With Sale at Risk, O2 CEO Seeks Regulatory 'Refresh' in EU

  • EU oversight inconsistent with bundling trend, Dunne says
  • `The question is, do we want to have European champions?'

O2 Chief Executive Officer Ronan Dunne, facing an expected European Commission veto of the sale of the U.K. mobile operator to CK Hutchison Holdings Ltd., called for a “refresh” of telecommunications regulation to promote regional consolidation. 

O2 owner Telefonica SA has “exceptionally strong assets” in the U.K. even if the deal is blocked, Dunne said on Bloomberg Television. “We’re well-positioned whatever the outcome,” he said.

Ronan Dunne

Photographer: Pau Barrena/Bloomberg

But more broadly, he said, Europe’s scores of fixed-line and mobile telecoms operators need to combine in order to accelerate the rollout of bundled offers that provide consumers with communications services and entertainment.

“The logic of the way we are being regulated at the moment is inconsistent with the actual market that consumers observe,” Dunne said separately. “The debate that is going on around our transaction at the moment is looking at U.K. telecoms as a mobile-only market, separate from the fixed and TV markets.”

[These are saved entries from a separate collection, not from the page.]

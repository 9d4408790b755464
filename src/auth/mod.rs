//! Authentication Module
//! Mission: Secure API access with JWT tokens, RBAC, and ownership checks

pub mod api;
pub mod guard;
pub mod jwt;
pub mod middleware;
pub mod models;
pub mod user_store;

pub use jwt::JwtHandler;
pub use middleware::{auth_middleware, CurrentUser};
pub use user_store::UserStore;
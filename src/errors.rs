//! API Error Taxonomy
//! Mission: Map every request-terminal failure to a consistent HTTP response

use axum::{
    http::StatusCode,
    response::{IntoResponse, Response},
    Json,
};
use serde_json::json;

/// Request-terminal errors shared by every handler.
///
/// `Unauthenticated` deliberately carries no detail: a bad password, a
/// malformed token, an expired token, and a deleted account all surface
/// the same 401 body.
#[derive(Debug)]
pub enum ApiError {
    Unauthenticated,
    Forbidden(String),
    NotFound(String),
    Conflict(String),
    BadRequest(String),
    Internal(anyhow::Error),
}

impl From<anyhow::Error> for ApiError {
    fn from(err: anyhow::Error) -> Self {
        ApiError::Internal(err)
    }
}

impl IntoResponse for ApiError {
    fn into_response(self) -> Response {
        let (status, message) = match self {
            ApiError::Unauthenticated => (
                StatusCode::UNAUTHORIZED,
                "Could not validate credentials".to_string(),
            ),
            ApiError::Forbidden(msg) => (StatusCode::FORBIDDEN, msg),
            ApiError::NotFound(msg) => (StatusCode::NOT_FOUND, msg),
            ApiError::Conflict(msg) => (StatusCode::CONFLICT, msg),
            ApiError::BadRequest(msg) => (StatusCode::BAD_REQUEST, msg),
            ApiError::Internal(err) => {
                tracing::error!("Internal error: {:#}", err);
                (
                    StatusCode::INTERNAL_SERVER_ERROR,
                    "Internal server error".to_string(),
                )
            }
        };

        let body = Json(json!({
            "error": message,
        }));

        (status, body).into_response()
    }
}

#[cfg(test)]
mod tests {
    use super::*;

    #[test]
    fn test_error_status_codes() {
        assert_eq!(
            ApiError::Unauthenticated.into_response().status(),
            StatusCode::UNAUTHORIZED
        );
        assert_eq!(
            ApiError::Forbidden("nope".into()).into_response().status(),
            StatusCode::FORBIDDEN
        );
        assert_eq!(
            ApiError::NotFound("missing".into()).into_response().status(),
            StatusCode::NOT_FOUND
        );
        assert_eq!(
            ApiError::Conflict("dup".into()).into_response().status(),
            StatusCode::CONFLICT
        );
        assert_eq!(
            ApiError::BadRequest("bad".into()).into_response().status(),
            StatusCode::BAD_REQUEST
        );
    }

    #[test]
    fn test_anyhow_conversion() {
        let err = anyhow::anyhow!("database exploded");
        let api_err: ApiError = err.into();
        match api_err {
            ApiError::Internal(_) => (),
            other => panic!("Expected Internal, got {:?}", other),
        }
    }
}
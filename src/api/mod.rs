//! API Module
//! Mission: HTTP routing and CRUD handlers for rooms, tables, reservations

pub mod reservations;
pub mod rooms;
pub mod routes;
pub mod tables;

use serde::Deserialize;

/// Shared `?page=N` query for the list endpoints; pages are 1-based.
#[derive(Debug, Deserialize)]
pub struct PageQuery {
    pub page: Option<i64>,
}

impl PageQuery {
    pub fn page(&self) -> i64 {
        self.page.unwrap_or(1).max(1)
    }
}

The European Commission is expected to block Hutchison’s $14.5 billion deal for O2 within weeks. The commission is also preparing to send Hutchison and VimpelCom Ltd. a statement of objections to a merger that would create the largest wireless provider in Italy, people familiar with the situation have said.

Telefonica CEO Jose Maria Pallete said on a conference call Friday that Hutchison had offered “unprecedented” remedies to solicit a favorable decision in the U.K. from the commission, but that “political interference” may have affected the process, given the June 23 referendum in Britain on whether or not to leave the EU. “A negative decision cannot be disregarded,” Pallete said Friday on a conference call with investors.

The expected decisions could put the brakes on a round of consolidation that has reduced the number of major mobile operators in several European countries to three from four -- a reduction that carriers say they need in order to generate sufficient profits to invest in network upgrades.

Dunne urged regulators to facilitate further consolidation within markets as well as across European borders.

“The question for Europe generally is, do we want to have European champions?” Dunne said. “If so,we need to look at regulation on the basis of the convergence trends that are happening.”

Dunne spoke as Telefonica posted its lowest quarterly revenue in more than a decade, hurt by competitive pressure in Europe and depreciating currencies in Latin America, where the company has significant operations.